What is Colorectal Cancer?
The colon and rectum make up the large intestine. The colon makes up the first four to five feet of the large intestine and the rectum comprises the last several inches.
The colon takes partly digested food from the small intestine and continues the digestive process by removing water and other nutrients from the food and turning the remainder into waste. That waste then moves into the rectum and is passed out through the anus.
Understanding Colorectal Cancer
Billions of cells do different jobs throughout the body. Normal cells grow, divide and organize in an orderly way. Cells die and are replaced by new cells continuously.

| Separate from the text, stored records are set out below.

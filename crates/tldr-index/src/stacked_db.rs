//! Stacked Snapshot DB (C7): an append-mostly, layered store of
//! `ResolvedEdge`s supporting cheap fork/rollback and point-in-time queries.
//!
//! Each `ImmutableStack` is a layer of edges added plus a set of edge ids
//! deleted, with a single parent link — never a parent back-reference, so the
//! stack chain can never cycle. Only the current top layer is ever mutated;
//! every other layer, once it stops being top, is frozen. Visibility is
//! resolved top-to-root: a later (closer to top) deletion shadows an edge
//! added by an earlier ancestor, even the root.

use std::collections::{HashMap, HashSet};

use chrono::{DateTime, Utc};
use serde::{Deserialize, Serialize};
use uuid::Uuid;

use tldr_core::shared::models::ResolvedEdge;

/// A `ResolvedEdge` plus a stable id, so a later layer can reference it for
/// deletion without needing to match on the edge's own fields.
#[derive(Debug, Clone, PartialEq, Serialize, Deserialize)]
pub struct Edge {
    pub id: Uuid,
    pub resolved: ResolvedEdge,
}

impl Edge {
    pub fn new(resolved: ResolvedEdge) -> Self {
        Self { id: Uuid::new_v4(), resolved }
    }
}

#[derive(Debug, Clone, Serialize, Deserialize)]
pub struct ImmutableStack {
    pub id: Uuid,
    pub parent: Option<Uuid>,
    pub created_at: DateTime<Utc>,
    pub edges: Vec<Edge>,
    pub deletions: HashSet<Uuid>,
}

impl ImmutableStack {
    fn root() -> Self {
        Self {
            id: Uuid::new_v4(),
            parent: None,
            created_at: Utc::now(),
            edges: Vec::new(),
            deletions: HashSet::new(),
        }
    }

    fn child_of(parent: Uuid) -> Self {
        Self {
            id: Uuid::new_v4(),
            parent: Some(parent),
            created_at: Utc::now(),
            edges: Vec::new(),
            deletions: HashSet::new(),
        }
    }
}

/// The layered database. Cloning a `StackedDb` clones the whole stack map —
/// cheap relative to re-extracting a project, since layers hold edge ids and
/// resolved edges, never source text or graphs.
#[derive(Debug, Clone, Serialize, Deserialize)]
pub struct StackedDb {
    stacks: HashMap<Uuid, ImmutableStack>,
    top: Uuid,
}

impl StackedDb {
    pub fn new() -> Self {
        let root = ImmutableStack::root();
        let top = root.id;
        let mut stacks = HashMap::new();
        stacks.insert(top, root);
        Self { stacks, top }
    }

    pub fn top_id(&self) -> Uuid {
        self.top
    }

    /// Number of layers from the top down to (and including) the root.
    pub fn depth(&self) -> usize {
        let mut depth = 1;
        let mut current = self.stacks[&self.top].parent;
        while let Some(id) = current {
            depth += 1;
            current = self.stacks[&id].parent;
        }
        depth
    }

    fn top_mut(&mut self) -> &mut ImmutableStack {
        self.stacks.get_mut(&self.top).expect("top stack id always present")
    }

    /// Adds an edge to the topmost (writable) stack, returning its new id.
    pub fn add_edge(&mut self, resolved: ResolvedEdge) -> Uuid {
        let edge = Edge::new(resolved);
        let id = edge.id;
        self.top_mut().edges.push(edge);
        id
    }

    /// Marks an edge id as deleted in the topmost stack. A no-op, not an
    /// error, if that id was never visible from here (already shadowed, or
    /// never existed) — deletions are tombstones, not assertions.
    pub fn remove_edge(&mut self, edge_id: Uuid) {
        self.top_mut().deletions.insert(edge_id);
    }

    fn edges_visible_from(&self, start: Uuid) -> Vec<ResolvedEdge> {
        let mut shadowed: HashSet<Uuid> = HashSet::new();
        let mut visible: HashMap<Uuid, ResolvedEdge> = HashMap::new();
        let mut current = Some(start);
        while let Some(id) = current {
            let stack = &self.stacks[&id];
            for edge in &stack.edges {
                if !shadowed.contains(&edge.id) {
                    visible.entry(edge.id).or_insert_with(|| edge.resolved.clone());
                }
            }
            shadowed.extend(stack.deletions.iter().copied());
            current = stack.parent;
        }
        visible.into_values().collect()
    }

    /// The edge set visible from the current top: the top-to-root fold
    /// described in the data model, where a descendant's deletion always
    /// wins over an ancestor's addition.
    pub fn get_all_edges(&self) -> Vec<ResolvedEdge> {
        self.edges_visible_from(self.top)
    }

    /// A cheap speculative branch: a new DB whose top has this DB's current
    /// top as parent. The two DBs share no mutable state once forked.
    pub fn fork(&self) -> Self {
        let child = ImmutableStack::child_of(self.top);
        let mut stacks = self.stacks.clone();
        let top = child.id;
        stacks.insert(top, child);
        Self { stacks, top }
    }

    /// Moves the top pointer to the current top's parent. At the root,
    /// returns a fresh empty DB rather than erroring — there's nowhere left
    /// to roll back to.
    pub fn rollback(&self) -> Self {
        match self.stacks[&self.top].parent {
            Some(parent) => Self { stacks: self.stacks.clone(), top: parent },
            None => Self::new(),
        }
    }

    /// Flattens the currently visible edge set into a single root stack,
    /// discarding history and deletions. Depth after compaction is always 1.
    pub fn compact(&self) -> Self {
        let mut db = Self::new();
        for edge in self.get_all_edges() {
            db.add_edge(edge);
        }
        db
    }

    /// The visible edge set as of a specific stack layer, or `None` if that
    /// layer id doesn't exist in this DB's history at all.
    pub fn query_at_stack(&self, id: Uuid) -> Option<Vec<ResolvedEdge>> {
        if !self.stacks.contains_key(&id) {
            return None;
        }
        Some(self.edges_visible_from(id))
    }

    /// The visible edge set as of the most recent ancestor of the current
    /// top whose `created_at <= t`. If every ancestor postdates `t`, the
    /// result is empty.
    pub fn query_at_time(&self, t: DateTime<Utc>) -> Vec<ResolvedEdge> {
        let mut current = Some(self.top);
        while let Some(id) = current {
            let stack = &self.stacks[&id];
            if stack.created_at <= t {
                return self.edges_visible_from(id);
            }
            current = stack.parent;
        }
        Vec::new()
    }
}

impl Default for StackedDb {
    fn default() -> Self {
        Self::new()
    }
}

#[cfg(test)]
mod tests {
    use super::*;

    fn edge(src_func: &str) -> ResolvedEdge {
        ResolvedEdge::new("a.py", src_func, "b.py", "helper")
    }

    #[test]
    fn test_get_all_edges_reflects_single_layer_writes() {
        let mut db = StackedDb::new();
        db.add_edge(edge("run"));
        assert_eq!(db.get_all_edges().len(), 1);
        assert_eq!(db.depth(), 1);
    }

    #[test]
    fn test_stacked_rollback_discards_only_the_forked_layer() {
        let mut db = StackedDb::new();
        let a = db.add_edge(edge("a"));
        let mut forked = db.fork();
        forked.add_edge(edge("b"));
        assert_eq!(forked.get_all_edges().len(), 2);

        let rolled_back = forked.rollback();
        let edges = rolled_back.get_all_edges();
        assert_eq!(edges.len(), 1);
        assert_eq!(edges[0], edge("a"));
        let _ = a;
    }

    #[test]
    fn test_rollback_at_root_returns_empty_db() {
        let db = StackedDb::new();
        let rolled_back = db.rollback();
        assert!(rolled_back.get_all_edges().is_empty());
        assert_eq!(rolled_back.depth(), 1);
    }

    #[test]
    fn test_deletion_in_descendant_shadows_ancestor_addition() {
        let mut db = StackedDb::new();
        let id = db.add_edge(edge("a"));
        let mut forked = db.fork();
        forked.remove_edge(id);
        assert!(forked.get_all_edges().is_empty());
        assert_eq!(db.get_all_edges().len(), 1);
    }

    #[test]
    fn test_compact_preserves_visible_edges_and_flattens_depth() {
        let mut db = StackedDb::new();
        let id = db.add_edge(edge("a"));
        let mut forked = db.fork();
        forked.add_edge(edge("b"));
        forked.remove_edge(id);

        let compacted = forked.compact();
        assert_eq!(compacted.depth(), 1);
        let edges = compacted.get_all_edges();
        assert_eq!(edges.len(), 1);
        assert_eq!(edges[0], edge("b"));
    }

    #[test]
    fn test_query_at_stack_returns_none_for_unknown_id() {
        let db = StackedDb::new();
        assert!(db.query_at_stack(Uuid::new_v4()).is_none());
    }

    #[test]
    fn test_query_at_stack_matches_get_all_edges_for_current_top() {
        let mut db = StackedDb::new();
        db.add_edge(edge("a"));
        assert_eq!(db.query_at_stack(db.top_id()).unwrap(), db.get_all_edges());
    }

    #[test]
    fn test_query_at_time_before_any_layer_is_empty() {
        let mut db = StackedDb::new();
        db.add_edge(edge("a"));
        let before_root = db.stacks[&db.top].created_at - chrono::Duration::seconds(10);
        assert!(db.query_at_time(before_root).is_empty());
    }
}
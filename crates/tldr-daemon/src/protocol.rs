//! Wire protocol (C9): one JSON request per line in, one JSON response per
//! line out. Malformed JSON and unknown commands are protocol-level
//! concerns handled here, before a request ever reaches dispatch.

use std::io::{BufRead, Write};

use serde_json::{json, Value};

/// Reads one line and parses it as JSON. `Ok(None)` means the connection
/// closed cleanly (EOF) before a request arrived.
pub fn read_request(reader: &mut impl BufRead) -> std::io::Result<Option<Result<Value, String>>> {
    let mut line = String::new();
    let bytes_read = reader.read_line(&mut line)?;
    if bytes_read == 0 {
        return Ok(None);
    }
    let trimmed = line.trim();
    if trimmed.is_empty() {
        return Ok(Some(Err("empty request".to_string())));
    }
    match serde_json::from_str::<Value>(trimmed) {
        Ok(value) => Ok(Some(Ok(value))),
        Err(e) => Ok(Some(Err(e.to_string()))),
    }
}

pub fn invalid_json_response(message: &str) -> Value {
    json!({"status": "error", "message": format!("Invalid JSON: {message}")})
}

pub fn unknown_command_response(cmd: &str) -> Value {
    json!({"status": "error", "message": format!("Unknown command: {cmd}")})
}

/// Writes one response per line. Errors here (a broken pipe mid-write) are
/// the caller's to log and swallow — never to crash the daemon over.
pub fn write_response(writer: &mut impl Write, response: &Value) -> std::io::Result<()> {
    let mut line = serde_json::to_vec(response)?;
    line.push(b'\n');
    writer.write_all(&line)?;
    writer.flush()
}

#[cfg(test)]
mod tests {
    use super::*;
    use std::io::Cursor;

    #[test]
    fn test_read_request_parses_one_line() {
        let mut cursor = Cursor::new(b"{\"cmd\":\"ping\"}\n{\"cmd\":\"status\"}\n".to_vec());
        let first = read_request(&mut cursor).unwrap().unwrap().unwrap();
        assert_eq!(first["cmd"], "ping");
        let second = read_request(&mut cursor).unwrap().unwrap().unwrap();
        assert_eq!(second["cmd"], "status");
        assert!(read_request(&mut cursor).unwrap().is_none());
    }

    #[test]
    fn test_read_request_surfaces_malformed_json() {
        let mut cursor = Cursor::new(b"not json\n".to_vec());
        let result = read_request(&mut cursor).unwrap().unwrap();
        assert!(result.is_err());
    }
}
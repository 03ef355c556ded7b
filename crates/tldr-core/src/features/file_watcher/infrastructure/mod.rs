//! Infrastructure - External dependency implementations
//!
//! Uses `notify` crate for cross-platform file system events

mod file_watcher;

#[cfg(test)]
mod file_watcher_test;

#[cfg(test)]
mod integration_test;

#[cfg(test)]
mod e2e_test_simple;

pub use file_watcher::FileWatcher;
//! Port definitions for the cross-file resolver feature (C4).

use crate::shared::models::{FileFacts, ResolvedEdge};

/// Resolves intra-file calls across an entire project's `FileFacts` into
/// cross-file `ResolvedEdge`s. The generic implementation builds one
/// `SymbolTable` from all files and resolves each file's calls against it;
/// there is no per-language variant since resolution runs entirely on the
/// already-extracted fact model.
pub trait CrossFileResolver {
    fn resolve(&self, files: &[FileFacts]) -> Vec<ResolvedEdge>;
}

pub struct GenericCrossFileResolver;

impl CrossFileResolver for GenericCrossFileResolver {
    fn resolve(&self, files: &[FileFacts]) -> Vec<ResolvedEdge> {
        super::infrastructure::resolver::resolve_project(files)
    }
}
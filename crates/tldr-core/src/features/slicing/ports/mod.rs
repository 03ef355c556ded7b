//! Port definitions for the program-slicing feature.

use crate::shared::models::PDGInfo;

use super::infrastructure::slicer::{SliceDirection, SliceResult};

pub trait Slicer {
    fn slice(&self, pdg: &PDGInfo, seed_block: &str, direction: SliceDirection, variable: Option<&str>) -> SliceResult;
}

pub struct GenericSlicer;

impl Slicer for GenericSlicer {
    fn slice(&self, pdg: &PDGInfo, seed_block: &str, direction: SliceDirection, variable: Option<&str>) -> SliceResult {
        super::infrastructure::slicer::slice(pdg, seed_block, direction, variable)
    }
}
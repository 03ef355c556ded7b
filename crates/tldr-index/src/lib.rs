//! Layered, queryable storage for the resolved cross-file call graph.
//!
//! The stacked snapshot DB (`stacked_db`) is the only concern this crate
//! owns: a project's `ResolvedEdge`s live here across fork/rollback/compact
//! operations, independent of how they were produced (`tldr-core`'s
//! extraction and cross-file resolution) or how they get durably split by
//! package (the durability partitioner, also in `tldr-core`).

pub mod stacked_db;

pub use stacked_db::{Edge, ImmutableStack, StackedDb};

A tumor develops when cells in the body begin to divide and change without order or control. If cells keep dividing uncontrollably, a mass of tissue forms into a growth or tumor.
Not all tumors are cancerous. Tumors that are not cancerous are considered benign. Malignant tumors are cancerous and can invade nearby tissue and spread to other parts of the body.
Colorectal cancers almost always start as benign growths called polyps, in the wall of the colon. Polyps are common, especially in people over age 50. Polyps that become cancerous typically progress slowly, taking up to 10 years to develop into cancer.
Once a polyp becomes cancerous, cancer cells can spread from the colon or the rectum to the lymph nodes, liver and lungs. Most polyps can be detected and removed before they become cancerous.